Note: If you choose to continue running Dropbox on this computer, only share folders in this Dropbox folder through the Dropbox application. Using server functionality to share folders within the Dropbox folder through the local network can cause various syncing issues and is not supported.
How can I sync my data to Dropbox as fast as possible?
Migration speed depends on your internet connection and bandwidth. We recommend that you start the migration process in the evening, or before a weekend, so your team’s work isn’t interrupted.
Important: Migrations can take time. File syncing is a complex process that involves several steps behind the scenes:
Each file is first hashed and compressed. It's then transferred, encrypted, and stored on our servers.
The Dropbox sync status displays an aggregate kB/s speed that includes these different steps.
Once your files have been transferred to our servers, any updates or changes to the files sync much faster since we only sync the changes.
What can I do during migration? Can I work on files immediately after they sync to Dropbox?
Every business works a little differently. Some teams find that it makes sense to migrate archived files first. For others, it makes more sense to start with active files. Either way, we recommend that you move your files in batches. When one batch of files finishes uploading, begin another batch.
Avoid editing any files in folders that are still being synced to Dropbox or a team member’s computer.
At times, Dropbox is unable to sync files that are open in certain applications. If a file is open in another application, close the application and Dropbox will resume sync.
When a folder shows a green circle with a check mark for all team members you can safely collaborate within that folder.
Can I replicate my server file structure in Dropbox Business?
If you have a large amount of data, we recommend that you set up a file structure in your Dropbox Business account first. Use blank folders and labels as placeholders for your data. After sharing these empty folders with your team, you can start moving data into the folders.
Note: Dropbox doesn't allow you to share a folder that's contained in another shared folder. For more tips on setting up a folder structure, visit this article.
What if I don't have enough space on my local hard drive to sync to Dropbox?

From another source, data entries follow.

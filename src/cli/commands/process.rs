//! Process command implementation.

use super::write_moments_json;
use crate::cli::preflight::{self, Operation};
use crate::cli::{format_duration, Output};
use crate::config::Settings;
use crate::pipeline::Pipeline;
use crate::store::JsonFileStore;
use crate::transcript::Transcript;
use crate::video::ScreenshotFormat;
use anyhow::Result;
use std::path::PathBuf;
use std::sync::Arc;

/// Arguments of the process command.
#[derive(Debug, Clone)]
pub struct ProcessArgs {
    pub transcript: PathBuf,
    pub video: PathBuf,
    pub id: Option<String>,
    pub output_dir: Option<PathBuf>,
    pub format: Option<String>,
    pub no_llm: bool,
    pub no_sequences: bool,
    pub no_enhance: bool,
    pub output: Option<PathBuf>,
    pub store: bool,
}

/// Run the process command: selection plus screenshots.
pub async fn run_process(args: ProcessArgs, mut settings: Settings) -> Result<()> {
    if let Err(e) = preflight::check(Operation::Capture, &settings) {
        Output::error(&format!("{}", e));
        Output::info("Run 'glimt doctor' for detailed diagnostics.");
        return Err(e.into());
    }

    if let Some(format) = &args.format {
        let format: ScreenshotFormat = format.parse()?;
        settings.screenshots.format = format.extension().to_string();
    }
    if args.no_llm {
        settings.selection.use_llm = false;
    }
    if args.no_sequences {
        settings.video.detect_sequences = false;
    }
    if args.no_enhance {
        settings.enhancement.enabled = false;
    }

    let mut transcript = Transcript::load(&args.transcript)?;
    if let Some(id) = &args.id {
        transcript.id = id.clone();
    }
    if !args.video.exists() {
        Output::warning(&format!(
            "Video {} not found, moments will have no screenshots.",
            args.video.display()
        ));
    }

    let screenshot_root = args
        .output_dir
        .clone()
        .unwrap_or_else(|| settings.screenshots_dir());
    let transcripts_dir = settings.transcripts_dir();

    let mut pipeline = Pipeline::new(settings)?;
    if args.store {
        pipeline = pipeline.with_store(Arc::new(JsonFileStore::new(transcripts_dir)));
    }

    Output::info(&format!("Processing: {}", transcript.id));
    let spinner = Output::spinner("Selecting moments and capturing screenshots...");
    let result = pipeline.process(&transcript, &args.video, &screenshot_root).await;
    spinner.finish_and_clear();
    let result = result?;

    for moment in &result.key_moments {
        Output::moment(moment);
    }
    println!();

    Output::success(&format!(
        "{} key moments, {} with screenshots",
        result.key_moments.len(),
        result.moments_with_screenshots()
    ));
    if let Some(duration) = transcript.duration() {
        Output::kv("Duration", &format_duration(duration));
    }
    Output::kv("Files written", &result.screenshots_saved.to_string());
    Output::kv("Directory", &result.screenshot_dir.display().to_string());
    if args.store {
        if result.stored {
            Output::success(&format!("Attached key moments to stored transcript {}", result.transcript_id));
        } else {
            Output::warning("Key moments could not be stored; see the log for details.");
        }
    }

    if let Some(path) = &args.output {
        write_moments_json(path, &result.key_moments)?;
        Output::info(&format!("Wrote {}", path.display()));
    }

    Ok(())
}
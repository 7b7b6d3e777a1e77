//! ffprobe/ffmpeg backed frame source.

use super::{FrameSource, VideoError, VideoInfo};
use crate::config::VideoSettings;
use image::{ImageFormat, RgbImage};
use serde::Deserialize;
use std::path::Path;
use std::process::Command;
use tracing::debug;

/// Reads metadata with ffprobe and decodes single frames with ffmpeg.
///
/// Each call spawns its own process; no handle is shared between reads.
#[derive(Debug, Clone)]
pub struct FfmpegSource {
    ffmpeg_path: String,
    ffprobe_path: String,
}

impl Default for FfmpegSource {
    fn default() -> Self {
        Self::new("ffmpeg", "ffprobe")
    }
}

impl FfmpegSource {
    pub fn new(ffmpeg_path: &str, ffprobe_path: &str) -> Self {
        Self {
            ffmpeg_path: ffmpeg_path.to_string(),
            ffprobe_path: ffprobe_path.to_string(),
        }
    }

    pub fn from_settings(settings: &VideoSettings) -> Self {
        Self::new(&settings.ffmpeg_path, &settings.ffprobe_path)
    }
}

impl FrameSource for FfmpegSource {
    fn probe(&self, video: &Path) -> Result<VideoInfo, VideoError> {
        if !video.exists() {
            return Err(VideoError::NotFound(video.to_path_buf()));
        }

        let output = Command::new(&self.ffprobe_path)
            .args(["-v", "quiet", "-print_format", "json", "-show_format", "-show_streams"])
            .arg(video)
            .output()
            .map_err(|source| VideoError::Tool {
                tool: self.ffprobe_path.clone(),
                source,
            })?;

        if !output.status.success() {
            return Err(VideoError::Probe(format!(
                "ffprobe exited with {}",
                output.status
            )));
        }

        let probe: FfprobeOutput = serde_json::from_slice(&output.stdout)
            .map_err(|e| VideoError::Probe(format!("Invalid ffprobe output: {}", e)))?;
        let info = probe.into_info()?;
        debug!(
            "Probed {}: {:.2} fps, {} frames, {:.1}s, {}x{}",
            video.display(),
            info.fps,
            info.frame_count,
            info.duration,
            info.width,
            info.height
        );
        Ok(info)
    }

    fn read_frame(
        &self,
        video: &Path,
        info: &VideoInfo,
        frame_index: u64,
    ) -> Result<RgbImage, VideoError> {
        let seek = format!("{:.3}", info.frame_time(frame_index));

        let output = Command::new(&self.ffmpeg_path)
            .args(["-v", "error", "-ss", &seek, "-i"])
            .arg(video)
            .args(["-frames:v", "1", "-f", "image2pipe", "-vcodec", "png", "-"])
            .output()
            .map_err(|source| VideoError::Tool {
                tool: self.ffmpeg_path.clone(),
                source,
            })?;

        if !output.status.success() || output.stdout.is_empty() {
            let stderr = String::from_utf8_lossy(&output.stderr);
            return Err(VideoError::Decode {
                frame_index,
                reason: if stderr.trim().is_empty() {
                    "no frame produced".to_string()
                } else {
                    stderr.trim().to_string()
                },
            });
        }

        let image = image::load_from_memory_with_format(&output.stdout, ImageFormat::Png)?;
        Ok(image.to_rgb8())
    }
}

#[derive(Debug, Deserialize)]
struct FfprobeOutput {
    #[serde(default)]
    streams: Vec<FfprobeStream>,
    #[serde(default)]
    format: Option<FfprobeFormat>,
}

#[derive(Debug, Deserialize)]
struct FfprobeStream {
    codec_type: Option<String>,
    width: Option<u32>,
    height: Option<u32>,
    r_frame_rate: Option<String>,
    avg_frame_rate: Option<String>,
    nb_frames: Option<String>,
    duration: Option<String>,
}

#[derive(Debug, Deserialize)]
struct FfprobeFormat {
    duration: Option<String>,
}

/// Parse an ffprobe rate such as `"30000/1001"` or `"25"`.
fn parse_rate(rate: &str) -> Option<f64> {
    let value = match rate.split_once('/') {
        Some((num, den)) => {
            let num: f64 = num.trim().parse().ok()?;
            let den: f64 = den.trim().parse().ok()?;
            if den == 0.0 {
                return None;
            }
            num / den
        }
        None => rate.trim().parse().ok()?,
    };
    (value.is_finite() && value > 0.0).then_some(value)
}

impl FfprobeOutput {
    fn into_info(self) -> Result<VideoInfo, VideoError> {
        let stream = self
            .streams
            .into_iter()
            .find(|s| s.codec_type.as_deref() == Some("video"))
            .ok_or(VideoError::NoVideoStream)?;

        let fps = stream
            .avg_frame_rate
            .as_deref()
            .and_then(parse_rate)
            .or_else(|| stream.r_frame_rate.as_deref().and_then(parse_rate))
            .ok_or_else(|| VideoError::Probe("Unknown frame rate".to_string()))?;

        let duration = stream
            .duration
            .as_deref()
            .and_then(|d| d.parse::<f64>().ok())
            .or_else(|| {
                self.format
                    .and_then(|f| f.duration)
                    .and_then(|d| d.parse::<f64>().ok())
            })
            .filter(|d| d.is_finite() && *d >= 0.0)
            .unwrap_or(0.0);

        let frame_count = stream
            .nb_frames
            .as_deref()
            .and_then(|n| n.parse::<u64>().ok())
            .filter(|n| *n > 0)
            .unwrap_or_else(|| (duration * fps).round() as u64);

        if frame_count == 0 {
            return Err(VideoError::NoVideoStream);
        }

        Ok(VideoInfo {
            fps,
            frame_count,
            duration,
            width: stream.width.unwrap_or(0),
            height: stream.height.unwrap_or(0),
        })
    }
}

#[cfg(test)]
mod tests {
    use super::*;

    #[test]
    fn test_parse_rate() {
        assert_eq!(parse_rate("25/1"), Some(25.0));
        assert!((parse_rate("30000/1001").unwrap() - 29.97).abs() < 0.01);
        assert_eq!(parse_rate("24"), Some(24.0));
        assert_eq!(parse_rate("0/0"), None);
        assert_eq!(parse_rate("abc"), None);
    }

    #[test]
    fn test_probe_output_to_info() {
        let json = r#"{
            "streams": [
                {"codec_type": "audio", "duration": "61.0"},
                {"codec_type": "video", "width": 1280, "height": 720,
                 "r_frame_rate": "30/1", "avg_frame_rate": "30/1",
                 "nb_frames": "1800", "duration": "60.0"}
            ],
            "format": {"duration": "61.0"}
        }"#;
        let probe: FfprobeOutput = serde_json::from_str(json).unwrap();
        let info = probe.into_info().unwrap();
        assert_eq!(info.fps, 30.0);
        assert_eq!(info.frame_count, 1800);
        assert_eq!(info.duration, 60.0);
        assert_eq!((info.width, info.height), (1280, 720));
    }

    #[test]
    fn test_probe_falls_back_to_format_duration() {
        let json = r#"{
            "streams": [{"codec_type": "video", "avg_frame_rate": "0/0", "r_frame_rate": "25/1"}],
            "format": {"duration": "10.0"}
        }"#;
        let probe: FfprobeOutput = serde_json::from_str(json).unwrap();
        let info = probe.into_info().unwrap();
        assert_eq!(info.fps, 25.0);
        assert_eq!(info.frame_count, 250);
        assert_eq!(info.duration, 10.0);
    }

    #[test]
    fn test_probe_without_video_stream() {
        let json = r#"{"streams": [{"codec_type": "audio"}], "format": {"duration": "3.0"}}"#;
        let probe: FfprobeOutput = serde_json::from_str(json).unwrap();
        assert!(matches!(probe.into_info(), Err(VideoError::NoVideoStream)));
    }

    #[test]
    fn test_missing_file_is_not_found() {
        let source = FfmpegSource::default();
        let result = source.probe(Path::new("/definitely/not/here.mp4"));
        assert!(matches!(result, Err(VideoError::NotFound(_))));
    }
}
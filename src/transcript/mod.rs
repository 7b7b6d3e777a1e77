//! Transcript data model.
//!
//! Raw transcript JSON is normalized once, at load time, into [`Transcript`]
//! and [`Segment`]; everything downstream works on those types only.

mod index;
mod timestamp;

pub use index::find_segment_index;
pub use timestamp::{
    format_file_stamp, format_timestamp, parse_timestamp, parse_timestamp_str, TimeValue,
};

use crate::error::{GlimtError, Result};
use serde::{Deserialize, Serialize};
use std::path::Path;
use tracing::debug;

/// A time-bounded span of transcript text.
#[derive(Debug, Clone, PartialEq, Serialize, Deserialize)]
pub struct Segment {
    /// Start time in seconds.
    pub start: f64,
    /// End time in seconds (never before `start`).
    pub end: f64,
    /// Spoken text.
    pub text: String,
    /// Identifier carried over from the transcription collaborator.
    #[serde(default, skip_serializing_if = "Option::is_none")]
    pub id: Option<serde_json::Value>,
}

impl Segment {
    pub fn new(start: f64, end: f64, text: impl Into<String>) -> Self {
        Self {
            start,
            end: end.max(start),
            text: text.into(),
            id: None,
        }
    }
}

/// A transcript with its segments sorted by start time.
#[derive(Debug, Clone, Default, Serialize, Deserialize)]
pub struct Transcript {
    pub id: String,
    pub text: String,
    pub segments: Vec<Segment>,
}

/// Segment shape accepted from upstream collaborators.
#[derive(Debug, Deserialize)]
struct RawSegment {
    #[serde(default, alias = "start_seconds", alias = "start_time")]
    start: Option<TimeValue>,
    #[serde(default, alias = "end_seconds", alias = "end_time")]
    end: Option<TimeValue>,
    #[serde(default)]
    text: Option<String>,
    #[serde(default)]
    id: Option<serde_json::Value>,
}

#[derive(Debug, Deserialize)]
struct RawTranscript {
    #[serde(default)]
    id: Option<serde_json::Value>,
    #[serde(default)]
    text: Option<String>,
    #[serde(default)]
    segments: Option<Vec<RawSegment>>,
}

impl Transcript {
    /// Build a transcript from already-normalized parts.
    pub fn new(id: impl Into<String>, text: impl Into<String>, mut segments: Vec<Segment>) -> Self {
        segments.sort_by(|a, b| a.start.total_cmp(&b.start));
        Self {
            id: id.into(),
            text: text.into(),
            segments,
        }
    }

    /// Parse transcript JSON. `default_id` is used when the document has no `id`.
    pub fn from_json(json: &str, default_id: &str) -> Result<Self> {
        let raw: RawTranscript = serde_json::from_str(json)
            .map_err(|e| GlimtError::Transcript(format!("Invalid transcript JSON: {}", e)))?;

        let id = match raw.id {
            Some(serde_json::Value::String(s)) if !s.is_empty() => s,
            Some(serde_json::Value::Number(n)) => n.to_string(),
            _ => default_id.to_string(),
        };

        let segments: Vec<Segment> = raw
            .segments
            .unwrap_or_default()
            .into_iter()
            .filter_map(normalize_segment)
            .collect();

        let text = match raw.text {
            Some(t) if !t.trim().is_empty() => t,
            _ => segments
                .iter()
                .map(|s| s.text.as_str())
                .collect::<Vec<_>>()
                .join(" "),
        };

        let transcript = Self::new(id, text, segments);
        debug!(
            "Loaded transcript {} with {} segments",
            transcript.id,
            transcript.segments.len()
        );
        Ok(transcript)
    }

    /// Load a transcript JSON file; the file stem is the fallback id.
    pub fn load(path: &Path) -> Result<Self> {
        let content = std::fs::read_to_string(path)?;
        let stem = path
            .file_stem()
            .map(|s| s.to_string_lossy().to_string())
            .unwrap_or_else(|| "transcript".to_string());
        Self::from_json(&content, &stem)
    }

    /// End of the final segment, if there are segments.
    pub fn duration(&self) -> Option<f64> {
        self.segments.last().map(|s| s.end)
    }

    pub fn has_segments(&self) -> bool {
        !self.segments.is_empty()
    }
}

/// Reject ids that cannot be used as a single path component.
pub fn validate_id(id: &str) -> Result<()> {
    let valid = !id.is_empty()
        && id != "."
        && id != ".."
        && !id.contains(['/', '\\'])
        && !id.contains('\0');
    if valid {
        Ok(())
    } else {
        Err(GlimtError::InvalidInput(format!("Invalid transcript id: {:?}", id)))
    }
}

/// Segments without a usable start are dropped.
fn normalize_segment(raw: RawSegment) -> Option<Segment> {
    let start = raw.start.as_ref().map(parse_timestamp)?;
    if !start.is_finite() {
        return None;
    }
    let end = raw
        .end
        .as_ref()
        .map(parse_timestamp)
        .filter(|e| e.is_finite())
        .unwrap_or(start);
    let mut segment = Segment::new(start.max(0.0), end, raw.text.unwrap_or_default().trim());
    segment.id = raw.id;
    Some(segment)
}

#[cfg(test)]
mod tests {
    use super::*;

    #[test]
    fn test_validate_id() {
        assert!(validate_id("talk_2024").is_ok());
        assert!(validate_id("talk.v2").is_ok());
        for bad in ["", ".", "..", "../x", "a/b", "a\\b", "nul\0"] {
            assert!(matches!(validate_id(bad), Err(GlimtError::InvalidInput(_))), "{:?}", bad);
        }
    }

    #[test]
    fn test_from_json_standard_shape() {
        let json = r#"{
            "id": "abc",
            "text": "Hello world. Bye.",
            "segments": [
                {"start": 5.0, "end": 7.5, "text": "Bye.", "id": 1},
                {"start": 0.0, "end": 4.0, "text": "Hello world.", "id": 0}
            ]
        }"#;

        let t = Transcript::from_json(json, "fallback").unwrap();
        assert_eq!(t.id, "abc");
        assert_eq!(t.segments.len(), 2);
        assert_eq!(t.segments[0].start, 0.0);
        assert_eq!(t.segments[1].text, "Bye.");
        assert_eq!(t.duration(), Some(7.5));
    }

    #[test]
    fn test_from_json_alternate_field_names() {
        let json = r#"{
            "segments": [
                {"start_seconds": "00:10", "end_seconds": "00:12", "text": " a "},
                {"start_time": 14, "end_time": 13, "text": "b"}
            ]
        }"#;

        let t = Transcript::from_json(json, "file-stem").unwrap();
        assert_eq!(t.id, "file-stem");
        assert_eq!(t.segments[0].start, 10.0);
        assert_eq!(t.segments[0].text, "a");
        // end raised to start
        assert_eq!(t.segments[1].end, 14.0);
        assert_eq!(t.text, "a b");
    }

    #[test]
    fn test_missing_segments_is_empty_not_error() {
        let t = Transcript::from_json(r#"{"text": "only text"}"#, "x").unwrap();
        assert!(!t.has_segments());
        assert_eq!(t.duration(), None);
    }

    #[test]
    fn test_segments_without_start_are_dropped() {
        let json = r#"{"segments": [{"text": "no time"}, {"start": 1, "end": 2, "text": "ok"}]}"#;
        let t = Transcript::from_json(json, "x").unwrap();
        assert_eq!(t.segments.len(), 1);
    }

    #[test]
    fn test_invalid_json_is_transcript_error() {
        let result = Transcript::from_json("not json", "x");
        assert!(matches!(result, Err(GlimtError::Transcript(_))));
    }

    #[test]
    fn test_load_uses_file_stem() {
        let dir = tempfile::tempdir().unwrap();
        let path = dir.path().join("meeting42.json");
        std::fs::write(&path, r#"{"segments": []}"#).unwrap();
        let t = Transcript::load(&path).unwrap();
        assert_eq!(t.id, "meeting42");
    }
}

If you don't have enough space on your local hard drive, you have two options:
Use selective sync:
Move folders in batches.
Wait for folders to sync to Dropbox and show a green check mark.
Repeat this process until you have synced all your files to Dropbox.
Use Dropbox with an external drive.
If the Dropbox application has already been installed and has created a Dropbox folder on the main drive, use the steps in this article.
If you are installing Dropbox for the first time, select Advanced Options and set the location of the Dropbox folder as your external drive.
Once Dropbox creates a folder on your external drive, drag and drop your folders into it.
Consider these suggestions for creating a file structure. Since you are moving the files from one folder to another on the same drive, the contents of the folder will not take up any additional space on either your main drive or this external drive.
When the Dropbox folder is on a external drive, the external drive should be physically connected anytime Dropbox is running. The drive also must be properly formatted for the operating system of the connected device. You can view the system requirements for supported configurations and file systems.
The Dropbox folder should not be installed on a Network Attached Storage (NAS) drive.
We strongly recommend against methods that add referenced files (symlinks, junction points, or networked folders) to the Dropbox folder. Using reference files causes high CPU usage, poor syncing performance, permissions issues, and quota usage disparities.